There's still room for improvement though. The noise sounds a bit metalic at times. This could be reduced by refilling (parts of) the noise tables every frame, but this is not implemented yet as it would also possibly eliminate the ability to combine Pokey channels with a softsynth SID emulation, in which case you have Pokey do the drums.

 

As for emulating the emulator, Altirra should work (cannot test as my machine is way too slow), atari800 only works with a patch I recently posted to its mailinglist, implementing Read-Modify-Write instructions for Pokey registers.

 

Anyway, it sounds best on real hardware of course ;-)

 

The source is still in my weird shasm65 format, as I based this on my previous code, but it should be fairly readable :grin:

 

Regards,

Ivo

 

atarisid4-src.zip

atarisid4-xex.zip

  • Like 15
Link to comment
Share on other sites

Nice, I'm going on memory but I think the earlier 3-voice version had somewhat better sound quality.

 

Do you reckon having freed up cycles it'd be possible to now have an active display? Even though it might mean something like a narrow OS mode 3, plus you'd probably need multiple versions of the playback loop to cater for the varying DMA loads.

Link to comment
Share on other sites

Actually, I'm not getting, why "just put a value to a register / 3 Pokey channels" takes more CPU cycles, than a software mixing of 3 channels and calculating the resulting value before writing it to one register...

 

 

If there is much CPU time left, and POKEY channels free...
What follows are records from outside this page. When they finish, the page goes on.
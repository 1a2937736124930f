use std::path::PathBuf;

use gtk4::glib;

use crate::game::board::{PAIR_COUNT, TILE_COUNT};

#[derive(Debug, thiserror::Error, PartialEq, Eq)]
pub enum BoardError {
    #[error("board needs {expected} tiles, got {found}", expected = TILE_COUNT)]
    WrongLength { found: usize },

    #[error("tile value {value} is outside 0..{limit}", limit = PAIR_COUNT)]
    ValueOutOfRange { value: u8 },

    #[error("tile value {value} appears {count} times, expected exactly twice")]
    UnpairedValue { value: u8, count: usize },
}

/// Problems with the image directory. All of them are fatal at startup.
#[derive(Debug, thiserror::Error)]
pub enum AssetError {
    #[error("image folder {} was not found", .0.display())]
    MissingDirectory(PathBuf),

    #[error("back image {} was not found", .0.display())]
    MissingBackImage(PathBuf),

    #[error("at least {required} images are needed, found {found}")]
    NotEnoughImages { found: usize, required: usize },

    #[error("manifest {}: {reason}", .path.display())]
    Manifest { path: PathBuf, reason: String },

    #[error("could not read {}: {source}", .path.display())]
    Io {
        path: PathBuf,
        #[source]
        source: std::io::Error,
    },

    #[error("could not decode {}: {source}", .path.display())]
    Decode {
        path: PathBuf,
        #[source]
        source: glib::Error,
    },

    #[error("could not prepare {} for display: {reason}", .path.display())]
    Render { path: PathBuf, reason: String },
}

#[derive(Debug, thiserror::Error)]
pub enum StartupError {
    #[error(transparent)]
    Assets(#[from] AssetError),
}
pub mod assets;
pub mod audio;
pub mod config;
pub mod error;
pub mod game;
pub mod i18n;
pub mod logging;
pub mod ui;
How about using approx. "50%" of CPU time, and put the player together with the SIO-loader routines?

Edited by emkay
Link to comment
Share on other sites

The 19.2 k isn't related to scanline frequency - I was only toying with that idea as it's default SIO rate (actually it's a bit less?) and IIRC the SID emulation is oriented towards one sample every 2 scanlines (?)

 

Every chance higher rates might be possible - probably a case of sacrificing fidelity with sound in doing so.

Link to comment
Share on other sites

Wow, is that my unmodified XL doing that?

 

That is awesome...

 

Totally well done Ivo...

 

And thanks for the updated Commando Philisan...(edit: oops was in the Ivo file)

 

Ta muchly to all...

Edited by Mclaneinc
Link to comment
Share on other sites

Some more info I probably should have put in the first post :)

 

Replay rate is 15.6 kHz, just like version 3 (version 2 was 7.8 kHz).

 

The extra cycles were saved by doing a single INC IRQEN (an RMW instruction) to clear and reset the timer 1 interrupt bit.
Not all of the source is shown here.